#### [What is required]
Return the records in full, exactly as given.

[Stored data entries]
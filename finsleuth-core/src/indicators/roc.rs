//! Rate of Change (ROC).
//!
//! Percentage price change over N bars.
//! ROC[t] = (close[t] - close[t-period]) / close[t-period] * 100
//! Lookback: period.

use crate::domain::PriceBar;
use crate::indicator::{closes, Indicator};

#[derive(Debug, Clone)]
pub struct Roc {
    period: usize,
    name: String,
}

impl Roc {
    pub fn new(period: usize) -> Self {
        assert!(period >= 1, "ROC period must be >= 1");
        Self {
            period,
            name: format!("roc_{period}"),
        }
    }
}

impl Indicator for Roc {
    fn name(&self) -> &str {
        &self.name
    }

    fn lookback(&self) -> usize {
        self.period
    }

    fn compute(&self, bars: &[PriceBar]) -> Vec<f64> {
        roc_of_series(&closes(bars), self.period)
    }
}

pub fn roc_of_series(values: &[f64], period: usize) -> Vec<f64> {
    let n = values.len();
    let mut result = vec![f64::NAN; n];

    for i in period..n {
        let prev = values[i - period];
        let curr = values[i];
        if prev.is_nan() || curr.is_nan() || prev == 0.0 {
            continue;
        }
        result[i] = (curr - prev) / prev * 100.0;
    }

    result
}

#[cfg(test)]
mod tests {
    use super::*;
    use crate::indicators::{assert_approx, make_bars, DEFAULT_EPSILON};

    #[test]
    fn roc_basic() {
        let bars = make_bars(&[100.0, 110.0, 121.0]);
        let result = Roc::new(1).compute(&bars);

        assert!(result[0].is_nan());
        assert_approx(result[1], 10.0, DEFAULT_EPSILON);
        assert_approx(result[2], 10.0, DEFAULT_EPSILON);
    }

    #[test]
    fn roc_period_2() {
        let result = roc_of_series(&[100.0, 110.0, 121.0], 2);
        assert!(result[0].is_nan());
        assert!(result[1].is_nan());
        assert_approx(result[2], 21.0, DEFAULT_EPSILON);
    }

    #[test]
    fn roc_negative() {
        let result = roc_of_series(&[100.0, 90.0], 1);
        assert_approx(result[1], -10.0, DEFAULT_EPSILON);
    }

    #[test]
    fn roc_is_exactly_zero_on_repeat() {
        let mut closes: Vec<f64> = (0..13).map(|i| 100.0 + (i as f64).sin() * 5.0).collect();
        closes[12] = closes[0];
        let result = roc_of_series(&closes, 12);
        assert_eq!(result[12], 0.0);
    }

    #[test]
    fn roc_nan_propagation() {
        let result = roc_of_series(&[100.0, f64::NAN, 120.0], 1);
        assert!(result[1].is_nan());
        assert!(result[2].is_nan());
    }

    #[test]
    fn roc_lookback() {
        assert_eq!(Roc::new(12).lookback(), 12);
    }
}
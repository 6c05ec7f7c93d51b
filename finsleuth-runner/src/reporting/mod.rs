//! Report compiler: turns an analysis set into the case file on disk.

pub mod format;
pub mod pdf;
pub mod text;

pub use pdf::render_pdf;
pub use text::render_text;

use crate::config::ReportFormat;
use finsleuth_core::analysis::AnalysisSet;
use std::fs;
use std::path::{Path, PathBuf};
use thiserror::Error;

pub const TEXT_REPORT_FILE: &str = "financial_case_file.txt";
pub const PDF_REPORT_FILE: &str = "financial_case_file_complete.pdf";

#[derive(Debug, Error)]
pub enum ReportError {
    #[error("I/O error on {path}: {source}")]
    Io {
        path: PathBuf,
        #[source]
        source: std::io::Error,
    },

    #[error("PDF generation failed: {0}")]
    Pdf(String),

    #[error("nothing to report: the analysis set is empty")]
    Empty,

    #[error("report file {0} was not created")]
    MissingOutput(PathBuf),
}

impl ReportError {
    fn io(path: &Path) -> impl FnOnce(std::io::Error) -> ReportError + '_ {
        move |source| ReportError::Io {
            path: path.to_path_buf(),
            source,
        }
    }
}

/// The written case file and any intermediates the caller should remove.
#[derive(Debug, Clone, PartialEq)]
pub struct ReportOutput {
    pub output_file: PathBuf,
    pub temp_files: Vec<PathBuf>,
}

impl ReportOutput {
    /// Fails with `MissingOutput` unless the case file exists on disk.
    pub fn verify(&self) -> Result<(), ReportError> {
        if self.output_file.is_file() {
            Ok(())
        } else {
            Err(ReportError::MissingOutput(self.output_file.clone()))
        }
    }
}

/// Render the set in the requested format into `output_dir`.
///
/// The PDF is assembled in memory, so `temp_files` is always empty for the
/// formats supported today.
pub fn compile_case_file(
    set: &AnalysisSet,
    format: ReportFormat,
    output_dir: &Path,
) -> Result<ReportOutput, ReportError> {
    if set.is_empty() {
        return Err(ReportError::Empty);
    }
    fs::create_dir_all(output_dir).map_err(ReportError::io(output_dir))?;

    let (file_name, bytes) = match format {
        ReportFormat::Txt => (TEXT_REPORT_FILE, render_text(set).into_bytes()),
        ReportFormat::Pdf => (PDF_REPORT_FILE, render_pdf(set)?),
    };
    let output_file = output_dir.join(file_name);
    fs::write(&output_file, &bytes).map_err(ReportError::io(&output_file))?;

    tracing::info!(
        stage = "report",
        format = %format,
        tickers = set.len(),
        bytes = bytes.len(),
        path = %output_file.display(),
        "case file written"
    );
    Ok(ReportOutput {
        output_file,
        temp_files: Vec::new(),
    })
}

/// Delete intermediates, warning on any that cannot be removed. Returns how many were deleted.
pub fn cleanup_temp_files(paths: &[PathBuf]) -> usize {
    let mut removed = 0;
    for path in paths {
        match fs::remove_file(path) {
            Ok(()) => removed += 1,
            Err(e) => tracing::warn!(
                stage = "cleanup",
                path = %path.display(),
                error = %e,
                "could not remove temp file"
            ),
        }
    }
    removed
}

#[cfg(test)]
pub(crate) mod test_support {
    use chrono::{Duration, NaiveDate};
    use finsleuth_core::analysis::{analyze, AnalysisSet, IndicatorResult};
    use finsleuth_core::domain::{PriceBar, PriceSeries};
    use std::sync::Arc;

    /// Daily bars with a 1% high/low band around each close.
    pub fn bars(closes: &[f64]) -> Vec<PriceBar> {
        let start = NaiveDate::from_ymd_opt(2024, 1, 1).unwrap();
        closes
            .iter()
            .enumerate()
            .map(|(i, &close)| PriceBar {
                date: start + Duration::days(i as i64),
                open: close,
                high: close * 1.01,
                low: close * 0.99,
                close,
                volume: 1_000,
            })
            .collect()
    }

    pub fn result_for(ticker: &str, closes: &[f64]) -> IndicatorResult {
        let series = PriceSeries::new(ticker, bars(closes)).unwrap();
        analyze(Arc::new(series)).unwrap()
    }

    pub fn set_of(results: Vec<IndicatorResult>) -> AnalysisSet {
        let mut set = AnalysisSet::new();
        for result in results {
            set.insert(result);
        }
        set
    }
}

#### [The completed task]
filename finsleuth-core/src/indicators/roc.rs
//! Rate of Change (ROC).
//!
//! Percentage price change over N bars.
//! ROC[t] = (close[t] - close[t-period]) / close[t-period] * 100
//! Lookback: period.

use crate::domain::PriceBar;
use crate::indicator::{closes, Indicator};

#[derive(Debug, Clone)]
pub struct Roc {
    period: usize,
    name: String,
}

impl Roc {
    pub fn new(period: usize) -> Self {
        assert!(period >= 1, "ROC period must be >= 1");
        Self {
            period,
            name: format!("roc_{period}"),
        }
    }
}

impl Indicator for Roc {
    fn name(&self) -> &str {
        &self.name
    }

    fn lookback(&self) -> usize {
        self.period
    }

    fn compute(&self, bars: &[PriceBar]) -> Vec<f64> {
        roc_of_series(&closes(bars), self.period)
    }
}

pub fn roc_of_series(values: &[f64], period: usize) -> Vec<f64> {
    let n = values.len();
    let mut result = vec![f64::NAN; n];

    for i in period..n {
        let prev = values[i - period];
        let curr = values[i];
        if prev.is_nan() || curr.is_nan() || prev == 0.0 {
            continue;
        }
        result[i] = (curr - prev) / prev * 100.0;
    }

    result
}

#[cfg(test)]
mod tests {
    use super::*;
    use crate::indicators::{assert_approx, make_bars, DEFAULT_EPSILON};

    #[test]
    fn roc_basic() {
        let bars = make_bars(&[100.0, 110.0, 121.0]);
        let result = Roc::new(1).compute(&bars);

        assert!(result[0].is_nan());
        assert_approx(result[1], 10.0, DEFAULT_EPSILON);
        assert_approx(result[2], 10.0, DEFAULT_EPSILON);
    }

    #[test]
    fn roc_period_2() {
        let result = roc_of_series(&[100.0, 110.0, 121.0], 2);
        assert!(result[0].is_nan());
        assert!(result[1].is_nan());
        assert_approx(result[2], 21.0, DEFAULT_EPSILON);
    }

    #[test]
    fn roc_negative() {
        let result = roc_of_series(&[100.0, 90.0], 1);
        assert_approx(result[1], -10.0, DEFAULT_EPSILON);
    }

    #[test]
    fn roc_is_exactly_zero_on_repeat() {
        let mut closes: Vec<f64> = (0..13).map(|i| 100.0 + (i as f64).sin() * 5.0).collect();
        closes[12] = closes[0];
        let result = roc_of_series(&closes, 12);
        assert_eq!(result[12], 0.0);
    }

    #[test]
    fn roc_nan_propagation() {
        let result = roc_of_series(&[100.0, f64::NAN, 120.0], 1);
        assert!(result[1].is_nan());
        assert!(result[2].is_nan());
    }

    #[test]
    fn roc_lookback() {
        assert_eq!(Roc::new(12).lookback(), 12);
    }
}
repository 6c05ec7f7c93d51b
filename finsleuth-runner/src/reporting/mod.rs
//! Report compiler: turns an analysis set into the case file on disk.

pub mod format;
pub mod pdf;
pub mod text;

pub use pdf::render_pdf;
pub use text::render_text;

use crate::config::ReportFormat;
use finsleuth_core::analysis::AnalysisSet;
use std::fs;
use std::path::{Path, PathBuf};
use thiserror::Error;

pub const TEXT_REPORT_FILE: &str = "financial_case_file.txt";
pub const PDF_REPORT_FILE: &str = "financial_case_file_complete.pdf";

#[derive(Debug, Error)]
pub enum ReportError {
    #[error("I/O error on {path}: {source}")]
    Io {
        path: PathBuf,
        #[source]
        source: std::io::Error,
    },

    #[error("PDF generation failed: {0}")]
    Pdf(String),

    #[error("nothing to report: the analysis set is empty")]
    Empty,

    #[error("report file {0} was not created")]
    MissingOutput(PathBuf),
}

impl ReportError {
    fn io(path: &Path) -> impl FnOnce(std::io::Error) -> ReportError + '_ {
        move |source| ReportError::Io {
            path: path.to_path_buf(),
            source,
        }
    }
}

/// The written case file and any intermediates the caller should remove.
#[derive(Debug, Clone, PartialEq)]
pub struct ReportOutput {
    pub output_file: PathBuf,
    pub temp_files: Vec<PathBuf>,
}

impl ReportOutput {
    /// Fails with `MissingOutput` unless the case file exists on disk.
    pub fn verify(&self) -> Result<(), ReportError> {
        if self.output_file.is_file() {
            Ok(())
        } else {
            Err(ReportError::MissingOutput(self.output_file.clone()))
        }
    }
}

/// Render the set in the requested format into `output_dir`.
///
/// The PDF is assembled in memory, so `temp_files` is always empty for the
/// formats supported today.
pub fn compile_case_file(
    set: &AnalysisSet,
    format: ReportFormat,
    output_dir: &Path,
) -> Result<ReportOutput, ReportError> {
    if set.is_empty() {
        return Err(ReportError::Empty);
    }
    fs::create_dir_all(output_dir).map_err(ReportError::io(output_dir))?;

    let (file_name, bytes) = match format {
        ReportFormat::Txt => (TEXT_REPORT_FILE, render_text(set).into_bytes()),
        ReportFormat::Pdf => (PDF_REPORT_FILE, render_pdf(set)?),
    };
    let output_file = output_dir.join(file_name);
    fs::write(&output_file, &bytes).map_err(ReportError::io(&output_file))?;

    tracing::info!(
        stage = "report",
        format = %format,
        tickers = set.len(),
        bytes = bytes.len(),
        path = %output_file.display(),
        "case file written"
    );
    Ok(ReportOutput {
        output_file,
        temp_files: Vec::new(),
    })
}

/// Delete intermediates, warning on any that cannot be removed. Returns how many were deleted.
pub fn cleanup_temp_files(paths: &[PathBuf]) -> usize {
    let mut removed = 0;
    for path in paths {
        match fs::remove_file(path) {
            Ok(()) => removed += 1,
            Err(e) => tracing::warn!(
                stage = "cleanup",
                path = %path.display(),
                error = %e,
                "could not remove temp file"
            ),
        }
    }
    removed
}

#[cfg(test)]
pub(crate) mod test_support {
    use chrono::{Duration, NaiveDate};
    use finsleuth_core::analysis::{analyze, AnalysisSet, IndicatorResult};
    use finsleuth_core::domain::{PriceBar, PriceSeries};
    use std::sync::Arc;

    /// Daily bars with a 1% high/low band around each close.
    pub fn bars(closes: &[f64]) -> Vec<PriceBar> {
        let start = NaiveDate::from_ymd_opt(2024, 1, 1).unwrap();
        closes
            .iter()
            .enumerate()
            .map(|(i, &close)| PriceBar {
                date: start + Duration::days(i as i64),
                open: close,
                high: close * 1.01,
                low: close * 0.99,
                close,
                volume: 1_000,
            })
            .collect()
    }

    pub fn result_for(ticker: &str, closes: &[f64]) -> IndicatorResult {
        let series = PriceSeries::new(ticker, bars(closes)).unwrap();
        analyze(Arc::new(series)).unwrap()
    }

    pub fn set_of(results: Vec<IndicatorResult>) -> AnalysisSet {
        let mut set = AnalysisSet::new();
        for result in results {
            set.insert(result);
        }
        set
    }
}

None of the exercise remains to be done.